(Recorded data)
╔══
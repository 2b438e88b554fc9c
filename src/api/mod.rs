pub mod blogs;
pub mod categories;
pub mod errors;
pub mod faq;
pub mod health;
pub mod media;
pub mod resource;
pub mod response;
pub mod services;
pub mod stats;
use serde::Serialize;

/// Success envelope: `{ success, count?, data?, message? }`.
#[derive(Debug, Serialize)]
pub struct ApiResponse<T> {
    pub success: bool,
    #[serde(skip_serializing_if = "Option::is_none")]
    pub count: Option<usize>,
    #[serde(skip_serializing_if = "Option::is_none")]
    pub data: Option<T>,
    #[serde(skip_serializing_if = "Option::is_none")]
    pub message: Option<String>,
}

impl<T> ApiResponse<T> {
    pub fn data(data: T) -> Self {
        Self {
            success: true,
            count: None,
            data: Some(data),
            message: None,
        }
    }
}

impl<U> ApiResponse<Vec<U>> {
    /// A list payload with its length in `count`.
    pub fn list(items: Vec<U>) -> Self {
        Self {
            success: true,
            count: Some(items.len()),
            data: Some(items),
            message: None,
        }
    }
}

impl ApiResponse<()> {
    pub fn message(message: impl Into<String>) -> Self {
        Self {
            success: true,
            count: None,
            data: None,
            message: Some(message.into()),
        }
    }
}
╚══
■ TASK TO COMPLETE: How many lines in the entries above include the string "ApiResponse"? Give only the number.

■ TASK ANSWER: 4